History Clipped Straight From the Source — NPR has a nice bit about the Odessa oil boom as recounted in the oldest gossip, news, and opinion institution—the local barbershop. Despite the lack of woman in the boom town, one gonzo journalist/barbershop patron reports that “In fact, you can date an old gal from Chicago, one from Philadelphia, one form New York, one from Boston. I’ve actually done that in one month.” Perhaps more revealing is the all living history NPR reporter Mose Buchele coxed out of the barbers. One of the coolest tidbits is that the barbers can judge how well the oil business is going by the number of cuts they’re giving. Fewer trims means more time in the fields. The whole report isn’t very long but is definitely worth a listen.

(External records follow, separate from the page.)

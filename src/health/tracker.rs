//! Load tracking.
//!
//! # Responsibilities
//! - Turn outcome samples into a per-backend load value
//! - Clamp every value written into [0, 1]
//! - Apply samples for one backend in recorded order
//!
//! # Design Decisions
//! - Writes go through the registry's critical section
//! - A sample older than the last applied one is dropped, not folded in
//! - Unknown ids are ignored so removal can race with in-flight outcomes

use std::sync::Arc;
use std::time::Duration;

use tokio::time::Instant;

use crate::health::signal::{LoadSignal, Sample};
use crate::load_balancer::{backend::clamp_load, Backend, HealthState, Registry};
use crate::observability::metrics;

/// Writes the load field of registered backends.
#[derive(Debug)]
pub struct LoadTracker {
    registry: Arc<Registry>,
    signal: Arc<dyn LoadSignal>,
    degraded_penalty: f64,
}

impl LoadTracker {
    pub fn new(registry: Arc<Registry>, signal: Arc<dyn LoadSignal>, degraded_penalty: f64) -> Self {
        Self {
            registry,
            signal,
            degraded_penalty: clamp_load(degraded_penalty),
        }
    }

    /// Record a request or probe outcome observed now.
    pub fn record_outcome(&self, id: &str, latency: Duration, success: bool) -> Option<f64> {
        self.record(id, Sample::new(latency, success))
    }

    /// Record a sample. Returns the new load, or `None` if the backend is
    /// unknown or the sample is stale.
    pub fn record(&self, id: &str, sample: Sample) -> Option<f64> {
        let load = self.registry.update(id, |b| self.apply(b, &sample)).flatten();
        if let Some(load) = load {
            metrics::record_backend_load(id, load);
        }
        load
    }

    /// Overwrite the load of `id` with an externally computed value.
    pub fn set_load(&self, id: &str, value: f64) -> Option<f64> {
        self.set_load_at(id, value, Instant::now())
    }

    /// Overwrite the load of `id` with a value measured at `at`.
    pub fn set_load_at(&self, id: &str, value: f64, at: Instant) -> Option<f64> {
        let load = self
            .registry
            .update(id, |b| {
                if is_stale(b, at) {
                    return None;
                }
                b.last_sample_at = Some(at);
                b.load = clamp_load(value);
                Some(b.load)
            })
            .flatten();
        if let Some(load) = load {
            metrics::record_backend_load(id, load);
        }
        load
    }

    /// Drop signal state for a deregistered backend.
    pub fn forget(&self, id: &str) {
        self.signal.forget(id);
    }

    /// Fold `sample` into `backend`. Must run inside the registry's critical
    /// section.
    pub(crate) fn apply(&self, backend: &mut Backend, sample: &Sample) -> Option<f64> {
        if is_stale(backend, sample.at) {
            tracing::debug!(backend = %backend.id, "Dropping out-of-order load sample");
            return None;
        }
        let mut score = self.signal.observe(&backend.id, sample);
        if backend.state == HealthState::Degraded {
            score += self.degraded_penalty;
        }
        backend.last_sample_at = Some(sample.at);
        backend.load = clamp_load(score);
        Some(backend.load)
    }
}

fn is_stale(backend: &Backend, at: Instant) -> bool {
    backend.last_sample_at.is_some_and(|last| at < last)
}
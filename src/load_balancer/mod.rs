//! Load balancing subsystem.
//!
//! # Data Flow
//! ```text
//! Request arrives
//!     → registry.rs (lock-free snapshot of all backends)
//!     → Apply load balancing algorithm:
//!         - least_load.rs (pick selectable backend with lowest load)
//!     → Return backend copy or SelectionError
//! ```
//!
//! # Design Decisions
//! - Selection is pure: no I/O, no mutation, same snapshot gives same pick
//! - Only the health and resilience subsystems write load and state
//! - Unavailable backends excluded from selection

pub mod backend;
pub mod least_load;
pub mod registry;

use std::fmt::Debug;

pub use backend::{Backend, HealthState};
pub use least_load::LeastLoad;
pub use registry::{Registry, Snapshot};

/// Selection failed because nothing can take traffic.
#[derive(Debug, Clone, Copy, PartialEq, Eq, thiserror::Error)]
pub enum SelectionError {
    #[error("no eligible backend available")]
    AllBackendsUnavailable,
}

/// Strategy for choosing a backend from a snapshot.
pub trait LoadBalancer: Send + Sync + Debug {
    /// Pick a backend, skipping unavailable ones and any id in `excluded`.
    fn next_server<'a>(&self, backends: &'a [Backend], excluded: &[String]) -> Option<&'a Backend>;
}

/// Run `balancer` over `backends`, mapping an empty result to an error.
pub fn select<'a>(
    balancer: &dyn LoadBalancer,
    backends: &'a [Backend],
    excluded: &[String],
) -> Result<&'a Backend, SelectionError> {
    balancer
        .next_server(backends, excluded)
        .ok_or(SelectionError::AllBackendsUnavailable)
}
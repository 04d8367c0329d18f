use axum::{
    extract::{Path, State},
    http::StatusCode,
    Json,
};
use serde::{Deserialize, Serialize};
use tokio::time::Instant;

use crate::config::BackendConfig;
use crate::http::response::ErrorBody;
use crate::http::server::AppState;
use crate::load_balancer::Backend;

#[derive(Debug, Serialize, Deserialize)]
pub struct SystemStatus {
    pub version: String,
    pub status: String,
    pub backends: usize,
    pub selectable: usize,
}

#[derive(Debug, Serialize, Deserialize)]
pub struct BackendStatus {
    pub id: String,
    pub address: String,
    pub load: f64,
    pub state: String,
    pub consecutive_failures: u32,
    /// Remaining cool-down, when unavailable.
    pub unavailable_for_ms: Option<u64>,
}

impl BackendStatus {
    fn of(backend: &Backend, now: Instant) -> Self {
        Self {
            id: backend.id.clone(),
            address: backend.address.to_string(),
            load: backend.load,
            state: backend.state.as_str().to_string(),
            consecutive_failures: backend.consecutive_failures,
            unavailable_for_ms: backend
                .unavailable_until
                .map(|until| until.saturating_duration_since(now).as_millis() as u64),
        }
    }
}

type AdminError = (StatusCode, Json<ErrorBody>);

fn admin_error(status: StatusCode, error: &str, message: String) -> AdminError {
    (
        status,
        Json(ErrorBody {
            error: error.to_string(),
            message,
        }),
    )
}

pub async fn get_status(State(state): State<AppState>) -> Json<SystemStatus> {
    let snapshot = state.registry.snapshot();
    Json(SystemStatus {
        version: env!("CARGO_PKG_VERSION").to_string(),
        status: "operational".to_string(),
        backends: snapshot.len(),
        selectable: snapshot.iter().filter(|b| b.is_selectable()).count(),
    })
}

pub async fn get_backends(State(state): State<AppState>) -> Json<Vec<BackendStatus>> {
    let now = Instant::now();
    let snapshot = state.registry.snapshot();
    Json(snapshot.iter().map(|b| BackendStatus::of(b, now)).collect())
}

pub async fn add_backend(
    State(state): State<AppState>,
    Json(config): Json<BackendConfig>,
) -> Result<(StatusCode, Json<BackendStatus>), AdminError> {
    if config.id.trim().is_empty() {
        return Err(admin_error(
            StatusCode::BAD_REQUEST,
            "invalid_backend",
            "backend id must not be empty".to_string(),
        ));
    }

    let backend = Backend::parse(config.id.clone(), &config.address).map_err(|e| {
        admin_error(StatusCode::BAD_REQUEST, "invalid_backend", e.to_string())
    })?;
    let status = BackendStatus::of(&backend, Instant::now());

    if !state.register(backend) {
        return Err(admin_error(
            StatusCode::CONFLICT,
            "duplicate_backend",
            format!("backend '{}' is already registered", config.id),
        ));
    }
    Ok((StatusCode::CREATED, Json(status)))
}

pub async fn remove_backend(State(state): State<AppState>, Path(id): Path<String>) -> StatusCode {
    state.deregister(&id);
    StatusCode::NO_CONTENT
}
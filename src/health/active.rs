//! Active health probing.
//!
//! # Responsibilities
//! - Periodically probe every backend, concurrently
//! - Feed probe latency and result through the same path as requests
//! - Use probes as the half-open trial for tripped backends

use std::sync::Arc;
use std::time::Duration;

use axum::body::Body;
use axum::http::Request;
use futures_util::future::join_all;
use hyper_util::client::legacy::{connect::HttpConnector, Client};
use tokio::sync::broadcast;
use tokio::time::{self, Instant};

use crate::config::HealthCheckConfig;
use crate::health::passive::OutcomeReporter;
use crate::health::signal::Sample;
use crate::load_balancer::{Backend, HealthState, Registry};
use crate::resilience::circuit_breaker::TrialPermit;

pub struct HealthMonitor {
    registry: Arc<Registry>,
    reporter: OutcomeReporter,
    config: HealthCheckConfig,
    client: Client<HttpConnector, Body>,
}

impl HealthMonitor {
    pub fn new(
        registry: Arc<Registry>,
        reporter: OutcomeReporter,
        config: HealthCheckConfig,
        client: Client<HttpConnector, Body>,
    ) -> Self {
        Self {
            registry,
            reporter,
            config,
            client,
        }
    }

    pub async fn run(self, mut shutdown: broadcast::Receiver<()>) {
        if !self.config.enabled {
            tracing::info!("Active health checks disabled");
            return;
        }

        tracing::info!(
            interval = self.config.interval_secs,
            path = %self.config.path,
            "Health monitor starting"
        );

        let mut ticker = time::interval(Duration::from_secs(self.config.interval_secs.max(1)));
        ticker.set_missed_tick_behavior(time::MissedTickBehavior::Delay);

        loop {
            tokio::select! {
                _ = ticker.tick() => {
                    self.check_all().await;
                }
                _ = shutdown.recv() => {
                    tracing::info!("Health monitor received shutdown signal, exiting loop");
                    break;
                }
            }
        }
    }

    /// Probe every registered backend once.
    pub async fn check_all(&self) {
        let snapshot = self.registry.snapshot();
        let now = Instant::now();
        let guard = self.reporter.guard();

        let probes = snapshot.iter().filter_map(|backend| {
            // Tripped backends are only probed through their trial slot.
            let permit = if backend.state == HealthState::Unavailable {
                Some(guard.try_begin_trial(&backend.id, now)?)
            } else {
                None
            };
            Some(self.check_one(backend, permit))
        });

        join_all(probes).await;
    }

    async fn check_one(&self, backend: &Backend, permit: Option<TrialPermit>) {
        let success = self.probe(backend).await;
        let sample = match success {
            Ok(latency) => Sample::success(latency),
            Err(latency) => Sample::failure(latency),
        };
        self.reporter.report(&backend.id, sample);
        if let Some(permit) = permit {
            permit.complete();
        }
    }

    /// Probe one backend; the latency is returned either way.
    async fn probe(&self, backend: &Backend) -> Result<Duration, Duration> {
        let uri = match backend.address.join(&self.config.path) {
            Ok(url) => url.to_string(),
            Err(e) => {
                tracing::error!(backend = %backend.id, error = %e, "Failed to build health check URL");
                return Err(Duration::ZERO);
            }
        };

        let request = match Request::builder()
            .method("GET")
            .uri(uri)
            .header("user-agent", "load-router-health-check")
            .body(Body::empty()) {
                Ok(req) => req,
                Err(e) => {
                    tracing::error!(backend = %backend.id, error = %e, "Failed to build health check request");
                    return Err(Duration::ZERO);
                }
            };

        let timeout = Duration::from_millis(self.config.timeout_ms);
        let started = Instant::now();
        let result = time::timeout(timeout, self.client.request(request)).await;
        let latency = started.elapsed();

        match result {
            Ok(Ok(response)) if response.status().is_success() => {
                tracing::debug!(backend = %backend.id, latency_ms = latency.as_millis() as u64, "Health check passed");
                Ok(latency)
            }
            Ok(Ok(response)) => {
                tracing::warn!(backend = %backend.id, status = %response.status(), "Health check failed: non-success status");
                Err(latency)
            }
            Ok(Err(e)) => {
                tracing::warn!(backend = %backend.id, error = %e, "Health check failed: connection error");
                Err(latency)
            }
            Err(_) => {
                tracing::warn!(backend = %backend.id, "Health check failed: timeout");
                Err(latency)
            }
        }
    }
}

The Biggest Players in Sanctioned Human-Trafficking Racket — Business Insider crunched the numbers on how much college footballers might be worth “if they played in a free market system.” Surprise, surprise: Texas players would fetch the most at auction, coming in at $578,000, about $100,000 more than runner-up Michigan. For everyone not playing the actual game, the twisted nature of football finances is a booster club that just keeps on giving.